Libgdx is a cross platform gaming library, allowing targeting multiple platforms from a single set of java source code, including Windows/OSX, Android, iOS and HTML5. One of my libgdx projects is an math game for kids. The core game and gameplay has already been implemented, but the graphics is fairly crude. For design work (sketching, GUI design) I use Inkscape. Inkscape supposedly runs on OSX using the Xquartz X11 server. I say supposedly, because at first it looked like it worked just fine. There were some oddities like Inkscape (or the X11 stuff) sometimes seems to "pop" in front of my browser windows for some reason. However, aftering spending an evening with filters in Inkscape to get that perfect woodlike texture (using the turbulence filter), when I loaded those up in Inkscape on OSX, my perfectly tuned wood textures suddenly had distored graphics (embedded black lines). I tweeted about it:
I haven't found a simple solution/workaround to this problem yet, and until I do I will have to consider Inkscape support on OSX "fairly limited".

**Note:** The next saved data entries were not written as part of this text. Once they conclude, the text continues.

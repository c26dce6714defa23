//! Canonical resort name sanitization
//!
//! A resort's display name is the join key between the reference data, the
//! model artifacts on disk, and the stored per-resort forecast tables. Both
//! key derivations below must stay deterministic and stable: any change to
//! the algorithm silently breaks every existing lookup.

use crate::SkredError;
use anyhow::Result;

/// Feature-group names carry this prefix in the feature store.
pub const FEATURE_GROUP_PREFIX: &str = "aq_predictions_";

/// Feature-store identifier length limit.
const FEATURE_GROUP_MAX_LEN: usize = 63;

/// Sanitize a free-text resort name into a bare ASCII identifier.
///
/// Lowercases, folds accented and Norwegian letters to their ASCII base
/// ("ø"→"o", "å"→"a", "æ"→"ae"), maps whitespace runs to a single
/// underscore, strips everything outside `[a-z0-9_]` and collapses repeated
/// underscores. Idempotent: sanitizing an already-sanitized name is a no-op.
///
/// # Errors
/// Returns [`SkredError::InvalidName`] if nothing survives sanitization,
/// since an empty key would collide across resorts.
pub fn sanitize_name(name: &str) -> Result<String> {
    let mut out = String::with_capacity(name.len());

    for c in name.chars().flat_map(|c| c.to_lowercase()) {
        if c.is_whitespace() {
            if !out.ends_with('_') {
                out.push('_');
            }
            continue;
        }
        match fold_ascii(c) {
            Some(folded) => out.push_str(folded),
            None => {
                if c.is_ascii_lowercase() || c.is_ascii_digit() {
                    out.push(c);
                } else if c == '_' && !out.ends_with('_') {
                    out.push('_');
                }
                // anything else is dropped
            }
        }
    }

    let out = out.trim_matches('_').to_string();
    if out.is_empty() {
        return Err(SkredError::invalid_name(name).into());
    }
    Ok(out)
}

/// Derive the feature-group name for a resort's stored forecast table.
///
/// Prefixes the sanitized name with [`FEATURE_GROUP_PREFIX`] and truncates
/// to the feature store's 63-character identifier limit.
pub fn feature_group_key(name: &str) -> Result<String> {
    let mut key = format!("{FEATURE_GROUP_PREFIX}{}", sanitize_name(name)?);
    key.truncate(FEATURE_GROUP_MAX_LEN);
    Ok(key)
}

/// Fold a lowercase character with diacritics to its ASCII base form.
fn fold_ascii(c: char) -> Option<&'static str> {
    let folded = match c {
        'à' | 'á' | 'â' | 'ã' | 'ä' | 'å' => "a",
        'è' | 'é' | 'ê' | 'ë' => "e",
        'ì' | 'í' | 'î' | 'ï' => "i",
        'ò' | 'ó' | 'ô' | 'õ' | 'ö' | 'ø' => "o",
        'ù' | 'ú' | 'û' | 'ü' => "u",
        'ý' | 'ÿ' => "y",
        'æ' => "ae",
        'ð' => "d",
        'þ' => "th",
        'ß' => "ss",
        'ç' => "c",
        'ñ' => "n",
        _ => return None,
    };
    Some(folded)
}
//! Resort reference data loading
//!
//! The reference file is tabular, one row per resort, with at least
//! `location`, `latitude` and `longitude` columns (terrain attributes may
//! follow and are ignored here). It is read once at startup; schema
//! violations are fatal.

use crate::models::Resort;
use crate::SkredError;
use anyhow::{Context, Result};
use serde::Deserialize;
use std::path::Path;
use tracing::info;

#[derive(Debug, Deserialize)]
struct ResortRecord {
    location: String,
    latitude: f64,
    longitude: f64,
    region_id: Option<u32>,
}

/// Load the resort set from a reference CSV file.
///
/// # Errors
/// Returns [`SkredError::Config`] when the file is missing, a required
/// column is absent, or a coordinate fails to parse.
pub fn load_resorts(path: impl AsRef<Path>) -> Result<Vec<Resort>> {
    let path = path.as_ref();
    if !path.exists() {
        return Err(SkredError::config(format!(
            "Resort reference file not found: {}",
            path.display()
        ))
        .into());
    }

    let mut reader = csv::Reader::from_path(path)
        .with_context(|| format!("Failed to open resort reference file {}", path.display()))?;

    let mut resorts = Vec::new();
    for (i, record) in reader.deserialize::<ResortRecord>().enumerate() {
        let record = record.map_err(|err| {
            SkredError::config(format!(
                "Malformed resort reference data at row {}: {err}",
                i + 1
            ))
        })?;
        resorts.push(Resort {
            name: record.location,
            latitude: record.latitude,
            longitude: record.longitude,
            region_id: record.region_id,
        });
    }

    if resorts.is_empty() {
        return Err(SkredError::config(format!(
            "Resort reference file {} contains no resorts",
            path.display()
        ))
        .into());
    }

    info!(count = resorts.len(), path = %path.display(), "loaded resort reference data");
    Ok(resorts)
}

#[cfg(test)]
mod tests {
    use super::*;
    use std::io::Write;

    fn write_csv(contents: &str) -> tempfile::NamedTempFile {
        let mut file = tempfile::NamedTempFile::new().unwrap();
        file.write_all(contents.as_bytes()).unwrap();
        file.flush().unwrap();
        file
    }

    #[test]
    fn test_load_resorts() {
        let file = write_csv(
            "location,latitude,longitude,region_id,steepness\n\
             Hafjell,61.298,10.403,3042,0.7\n\
             Norefjell,60.225,9.553,3041,0.6\n",
        );

        let resorts = load_resorts(file.path()).unwrap();
        assert_eq!(resorts.len(), 2);
        assert_eq!(resorts[0].name, "Hafjell");
        assert_eq!(resorts[0].latitude, 61.298);
        assert_eq!(resorts[0].region_id, Some(3042));
    }

    #[test]
    fn test_region_id_is_optional() {
        let file = write_csv("location,latitude,longitude\nHafjell,61.298,10.403\n");
        let resorts = load_resorts(file.path()).unwrap();
        assert_eq!(resorts[0].region_id, None);
    }

    #[test]
    fn test_missing_column_is_fatal() {
        let file = write_csv("location,latitude\nHafjell,61.298\n");
        let err = load_resorts(file.path()).unwrap_err();
        assert!(err.downcast_ref::<SkredError>().is_some_and(|e| matches!(
            e,
            SkredError::Config { .. }
        )));
    }

    #[test]
    fn test_unparsable_coordinate_is_fatal() {
        let file = write_csv("location,latitude,longitude\nHafjell,north,10.403\n");
        assert!(load_resorts(file.path()).is_err());
    }

    #[test]
    fn test_missing_file_is_fatal() {
        assert!(load_resorts("/definitely/not/here.csv").is_err());
    }
}
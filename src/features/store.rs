//! Feature store collaborator boundary

use crate::config::FeatureStoreConfig;
use anyhow::{Context, Result};
use reqwest::blocking::Client;
use std::time::Duration;

/// One raw record as returned by the batch source: named columns to
/// arbitrary JSON values, types not yet normalized.
pub type RawRow = serde_json::Map<String, serde_json::Value>;

/// Handle on one stored feature-group table.
pub trait FeatureGroupTable {
    /// Materialize the stored rows.
    fn read(&self) -> Result<Vec<RawRow>>;
}

/// Batch feature source interface.
///
/// The real service is a remote key-value batch data provider; tests swap in
/// an in-memory implementation.
pub trait FeatureStore {
    /// All historical rows across resorts and dates, with `date`,
    /// `location` and the feature columns.
    fn get_batch_data(&self) -> Result<Vec<RawRow>>;

    /// Handle on a stored per-resort forecast table, keyed by its
    /// feature-group name.
    fn get_feature_group(&self, name: &str, version: u32) -> Result<Box<dyn FeatureGroupTable>>;
}

/// Blocking REST client against the feature store service.
pub struct RestFeatureStore {
    client: Client,
    base_url: String,
    project: String,
    feature_view: String,
    feature_view_version: u32,
}

impl RestFeatureStore {
    /// Build a store client from configuration. Establishing the connection
    /// is shared setup, so failures here are fatal.
    pub fn new(config: &FeatureStoreConfig) -> Result<Self> {
        let mut headers = reqwest::header::HeaderMap::new();
        if let Some(api_key) = &config.api_key {
            let mut value = reqwest::header::HeaderValue::from_str(api_key)
                .with_context(|| "Feature store API key contains invalid characters")?;
            value.set_sensitive(true);
            headers.insert("x-api-key", value);
        }

        let client = Client::builder()
            .timeout(Duration::from_secs(u64::from(config.timeout_seconds)))
            .default_headers(headers)
            .build()
            .with_context(|| "Failed to build feature store HTTP client")?;

        Ok(Self {
            client,
            base_url: config.base_url.trim_end_matches('/').to_string(),
            project: config.project.clone(),
            feature_view: config.feature_view.clone(),
            feature_view_version: config.feature_view_version,
        })
    }
}

impl FeatureStore for RestFeatureStore {
    fn get_batch_data(&self) -> Result<Vec<RawRow>> {
        let url = format!(
            "{}/project/{}/featureview/{}/version/{}/batch",
            self.base_url, self.project, self.feature_view, self.feature_view_version
        );

        let rows = self
            .client
            .get(&url)
            .send()
            .and_then(reqwest::blocking::Response::error_for_status)
            .with_context(|| format!("Batch data request failed: {url}"))?
            .json::<Vec<RawRow>>()
            .with_context(|| "Failed to parse batch data response")?;
        Ok(rows)
    }

    fn get_feature_group(&self, name: &str, version: u32) -> Result<Box<dyn FeatureGroupTable>> {
        let url = format!(
            "{}/project/{}/featuregroup/{}/version/{}/read",
            self.base_url, self.project, name, version
        );
        Ok(Box::new(RestFeatureGroup {
            client: self.client.clone(),
            url,
        }))
    }
}

struct RestFeatureGroup {
    client: Client,
    url: String,
}

impl FeatureGroupTable for RestFeatureGroup {
    fn read(&self) -> Result<Vec<RawRow>> {
        let rows = self
            .client
            .get(&self.url)
            .send()
            .and_then(reqwest::blocking::Response::error_for_status)
            .with_context(|| format!("Feature group read failed: {}", self.url))?
            .json::<Vec<RawRow>>()
            .with_context(|| "Failed to parse feature group response")?;
        Ok(rows)
    }
}
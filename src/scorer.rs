//! Applies a loaded model to a feature row
//!
//! The single-row model input is assembled following the model's trained
//! feature order, not the schema order. A mismatched column order would
//! silently yield a wrong but plausible-looking score, so the order source
//! of truth is always `ModelArtifact::feature_names`.

use crate::artifacts::ModelArtifact;
use crate::models::FeatureRow;
use anyhow::{bail, Result};

/// Predict the risk score for one feature row.
///
/// # Errors
/// Fails if the model expects a feature the row does not know. The error is
/// fatal to this single prediction only; callers catch and skip per-resort.
pub fn predict(model: &ModelArtifact, features: &FeatureRow) -> Result<f64> {
    let mut row = Vec::with_capacity(model.feature_names.len());
    for name in &model.feature_names {
        match features.get(name) {
            Some(value) => row.push(value),
            None => bail!("model expects unknown feature {name:?}"),
        }
    }
    Ok(model.predict_row(&row))
}
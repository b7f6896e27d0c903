//! # Search-Space Enumerator
//!
//! Decomposes a geographic or categorical constraint into an exhaustive
//! set of subspace queries via the LLM ("universities" + "in Colombia" →
//! one query per department). Malformed model output or an LLM failure
//! degrades to a single direct-search subspace rather than an error.

use std::collections::HashSet;
use std::sync::Arc;

use serde::{Deserialize, Serialize};
use serde_json::{json, Value};
use tracing::{info, warn};

use nexus_shared::llm::{parse_json_or_extract, LlmClient};
use nexus_shared::NexusResult;

/// One narrowed query covering part of the search space.
#[derive(Debug, Clone, PartialEq, Serialize, Deserialize)]
pub struct SearchSubspace {
    pub id: String,
    pub query: String,
    pub metadata: Value,
}

#[derive(Debug)]
pub struct SearchSpaceEnumerator {
    llm: Arc<LlmClient>,
}

impl SearchSpaceEnumerator {
    pub fn new(llm: Arc<LlmClient>) -> Self {
        Self { llm }
    }

    fn prompt(base_query: &str, search_space: &str) -> String {
        format!(
            r#"You are a geographic search space analyzer. Your task is to decompose the given search space into appropriate subspaces for data aggregation.

Entities to search for: {base_query}
Search space constraint: {search_space}

Instructions:
1. Focus ONLY on decomposing the search space ("{search_space}"), not on the entities
2. Determine what geographic level the search space represents (country, state, province, department, etc.)
3. Provide an exhaustive, complete enumeration of the next hierarchical level down
4. For any geographic area, enumerate ALL sub-areas at the next level (not just samples)

Examples of proper decomposition:
- "Colombia" → all departments: "Amazonas", "Antioquia", "Arauca", ...
- "Canada" → all provinces: "Ontario", "Quebec", "British Columbia", ...
- "California" → all counties: "Alameda County", "Orange County", ...

Return ONLY a JSON object with this structure, no other text:
{{
  "decomposition_type": "country_to_states|state_to_counties|country_to_provinces|country_to_departments|direct",
  "subspaces": [
    {{
      "id": "unique_identifier",
      "query": "{base_query} in [subspace name]",
      "metadata": {{"type": "subspace_type", "parent": "{search_space}", "name": "subspace name", "level": "hierarchical_level"}}
    }}
  ]
}}"#
        )
    }

    /// The fallback shape shared by both failure paths.
    fn direct_fallback(
        base_query: &str,
        search_space: &str,
        id: &str,
        error: Option<String>,
    ) -> Vec<SearchSubspace> {
        let query = format!("{base_query} {search_space}");
        let mut metadata = json!({
            "type": "direct",
            "query": query,
            "search_space": search_space,
        });
        if let Some(error) = error {
            metadata["error"] = Value::String(error);
        }
        vec![SearchSubspace {
            id: id.to_string(),
            query,
            metadata,
        }]
    }

    /// Enumerate subspaces for `base_query` within `search_space`.
    pub async fn enumerate(
        &self,
        base_query: &str,
        search_space: &str,
    ) -> NexusResult<Vec<SearchSubspace>> {
        info!(base_query, search_space, "enumerating search space");

        let response = match self
            .llm
            .generate(&Self::prompt(base_query, search_space), false)
            .await
        {
            Ok(response) => response,
            Err(e) => {
                warn!(error = %e, "LLM error during enumeration, using direct search");
                return Ok(Self::direct_fallback(
                    base_query,
                    search_space,
                    "error_fallback",
                    Some(e.to_string()),
                ));
            }
        };

        let parsed = match parse_json_or_extract(&response) {
            Ok(parsed) => parsed,
            Err(e) => {
                warn!(error = %e, "unparseable enumeration response, using direct search");
                return Ok(Self::direct_fallback(
                    base_query,
                    search_space,
                    "direct_fallback",
                    None,
                ));
            }
        };

        let rows = parsed
            .get("subspaces")
            .and_then(Value::as_array)
            .cloned()
            .unwrap_or_default();

        let mut seen_ids = HashSet::new();
        let mut subspaces = Vec::with_capacity(rows.len());
        for row in &rows {
            let (Some(id), Some(query)) = (
                row.get("id").and_then(Value::as_str),
                row.get("query").and_then(Value::as_str),
            ) else {
                continue;
            };
            // Ids must be unique within one call
            let mut unique_id = id.to_string();
            let mut suffix = 2;
            while !seen_ids.insert(unique_id.clone()) {
                unique_id = format!("{id}_{suffix}");
                suffix += 1;
            }
            subspaces.push(SearchSubspace {
                id: unique_id,
                query: query.to_string(),
                metadata: row.get("metadata").cloned().unwrap_or(Value::Null),
            });
        }

        if subspaces.is_empty() {
            warn!("enumeration produced no subspaces, using direct search");
            return Ok(Self::direct_fallback(
                base_query,
                search_space,
                "direct_fallback",
                None,
            ));
        }

        info!(count = subspaces.len(), "search space enumerated");
        Ok(subspaces)
    }
}

#[cfg(test)]
mod tests {
    use super::*;

    fn enumerator_with(responses: &[&str]) -> SearchSpaceEnumerator {
        let llm = LlmClient::scripted();
        for response in responses {
            llm.as_scripted().push_response(*response);
        }
        SearchSpaceEnumerator::new(Arc::new(llm))
    }

    #[tokio::test]
    async fn test_enumerates_geographic_subspaces() {
        let response = json!({
            "decomposition_type": "country_to_departments",
            "subspaces": [
                {"id": "amazonas", "query": "universities in Amazonas",
                 "metadata": {"type": "department", "parent": "Colombia", "name": "Amazonas", "level": "department"}},
                {"id": "antioquia", "query": "universities in Antioquia",
                 "metadata": {"type": "department", "parent": "Colombia", "name": "Antioquia", "level": "department"}},
            ]
        });
        let enumerator = enumerator_with(&[&response.to_string()]);

        let subspaces = enumerator
            .enumerate("universities", "in Colombia")
            .await
            .unwrap();
        assert_eq!(subspaces.len(), 2);
        assert_eq!(subspaces[0].id, "amazonas");
        assert_eq!(subspaces[1].metadata["name"], json!("Antioquia"));
    }

    #[tokio::test]
    async fn test_fenced_response_is_trimmed() {
        let response = format!(
            "```json\n{}\n```",
            json!({"subspaces": [
                {"id": "on", "query": "schools in Ontario", "metadata": {"type": "province"}}
            ]})
        );
        let enumerator = enumerator_with(&[&response]);
        let subspaces = enumerator.enumerate("schools", "Canada").await.unwrap();
        assert_eq!(subspaces.len(), 1);
        assert_eq!(subspaces[0].query, "schools in Ontario");
    }

    #[tokio::test]
    async fn test_malformed_json_falls_back_to_direct() {
        let enumerator = enumerator_with(&["not json"]);
        let subspaces = enumerator
            .enumerate("universities", "in Colombia")
            .await
            .unwrap();

        assert_eq!(subspaces.len(), 1);
        assert_eq!(subspaces[0].query, "universities in Colombia");
        assert_eq!(subspaces[0].metadata["type"], json!("direct"));
        assert!(subspaces[0].metadata.get("error").is_none());
    }

    #[tokio::test]
    async fn test_llm_error_falls_back_with_error_metadata() {
        // Scripted client with no responses queued fails like a provider
        let enumerator = enumerator_with(&[]);
        let subspaces = enumerator.enumerate("universities", "in Colombia").await.unwrap();

        assert_eq!(subspaces.len(), 1);
        assert_eq!(subspaces[0].metadata["type"], json!("direct"));
        assert!(subspaces[0].metadata["error"].as_str().is_some());
    }

    #[tokio::test]
    async fn test_duplicate_ids_are_made_unique() {
        let response = json!({"subspaces": [
            {"id": "dup", "query": "a", "metadata": {}},
            {"id": "dup", "query": "b", "metadata": {}},
            {"id": "dup", "query": "c", "metadata": {}},
        ]});
        let enumerator = enumerator_with(&[&response.to_string()]);
        let subspaces = enumerator.enumerate("q", "s").await.unwrap();

        let ids: HashSet<_> = subspaces.iter().map(|s| s.id.as_str()).collect();
        assert_eq!(ids.len(), 3);
    }

    #[tokio::test]
    async fn test_empty_subspace_list_falls_back() {
        let enumerator = enumerator_with(&[&json!({"subspaces": []}).to_string()]);
        let subspaces = enumerator.enumerate("q", "space").await.unwrap();
        assert_eq!(subspaces.len(), 1);
        assert_eq!(subspaces[0].query, "q space");
    }
}
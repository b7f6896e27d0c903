//! # Nexus API Server
//!
//! Runs the HTTP intake, the live monitoring stream, the queue
//! supervisor, and the periodic stats publisher.
//!
//! ```bash
//! DATABASE_URL=postgresql://localhost/nexus \
//! REDIS_URL=redis://localhost:6379/0 \
//!     cargo run --bin nexus-server
//! ```

use std::process::ExitCode;
use std::time::Duration;

use tokio::signal;
use tokio_util::sync::CancellationToken;
use tracing::{error, info};
use tracing_subscriber::EnvFilter;

use nexus_orchestration::context::SystemContext;
use nexus_orchestration::stats::run_stats_publisher;
use nexus_orchestration::web;
use nexus_queue::QueueSupervisor;
use nexus_shared::config::NexusConfig;

#[tokio::main]
async fn main() -> ExitCode {
    tracing_subscriber::fmt()
        .with_env_filter(EnvFilter::try_from_default_env().unwrap_or_else(|_| "info".into()))
        .init();
    dotenvy::dotenv().ok();

    info!("Starting Nexus API server");
    info!("   Version: {}", env!("CARGO_PKG_VERSION"));

    let config = match NexusConfig::from_env() {
        Ok(config) => config,
        Err(e) => {
            error!(error = %e, "invalid configuration");
            return ExitCode::FAILURE;
        }
    };

    let ctx = match SystemContext::production(config).await {
        Ok(ctx) => ctx,
        Err(e) => {
            error!(error = %e, "failed to initialize system context");
            return ExitCode::FAILURE;
        }
    };

    let shutdown = CancellationToken::new();

    // Queue supervisor: reclaims jobs from crashed workers
    let supervisor = QueueSupervisor::new(
        ctx.queue.clone(),
        ctx.event_bus.clone(),
        ctx.config.heartbeat_interval(),
    );
    let supervisor_handle = tokio::spawn(supervisor.run(shutdown.clone()));

    // Periodic queue-depth events for the monitoring stream
    let stats_handle = tokio::spawn(run_stats_publisher(
        ctx.clone(),
        ctx.config.heartbeat_interval(),
        shutdown.clone(),
    ));

    let bind_addr = format!("{}:{}", ctx.config.api_host, ctx.config.api_port);
    let listener = match tokio::net::TcpListener::bind(&bind_addr).await {
        Ok(listener) => listener,
        Err(e) => {
            error!(addr = %bind_addr, error = %e, "failed to bind API listener");
            return ExitCode::FAILURE;
        }
    };
    info!(addr = %bind_addr, "API listening");

    let app = web::router(ctx.clone());
    let server_shutdown = shutdown.clone();
    let mut server_handle = tokio::spawn(async move {
        axum::serve(listener, app)
            .with_graceful_shutdown(async move { server_shutdown.cancelled().await })
            .await
    });

    let mut server_done = false;
    tokio::select! {
        result = &mut server_handle => {
            server_done = true;
            if let Ok(Err(e)) = result {
                error!(error = %e, "server error");
            }
        }
        _ = shutdown_signal() => {
            info!("shutdown signal received");
        }
    }

    shutdown.cancel();
    let _ = tokio::time::timeout(Duration::from_secs(10), async {
        if !server_done {
            let _ = server_handle.await;
        }
        let _ = supervisor_handle.await;
        let _ = stats_handle.await;
    })
    .await;
    ctx.shutdown().await;

    info!("Nexus API server shutdown complete");
    ExitCode::SUCCESS
}

/// Wait for Ctrl+C or SIGTERM.
async fn shutdown_signal() {
    let ctrl_c = async {
        signal::ctrl_c().await.expect("install Ctrl+C handler");
    };

    #[cfg(unix)]
    let terminate = async {
        signal::unix::signal(signal::unix::SignalKind::terminate())
            .expect("install SIGTERM handler")
            .recv()
            .await;
    };

    #[cfg(not(unix))]
    let terminate = std::future::pending::<()>();

    tokio::select! {
        _ = ctrl_c => info!("received Ctrl+C"),
        _ = terminate => info!("received SIGTERM"),
    }
}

So to summarize; Mac laptops are great, but open source software support is somewhat limited and quite often the build process needs to be tweaked to make things build and/or run. Since iOS is a significant platform in the world, I still need a Mac laptop to be able to build for iOS, but based on my latest testing I am still not able to use a Mac laptop as my primary development system. My next development laptop will most likely still be a "generic" PC with a great screen and Intel-based ("no-fuzz"/great driver support) graphics. Hopefully somebody will be able to build something flat with great linux support, with a great keyboard and touchpad. ;-)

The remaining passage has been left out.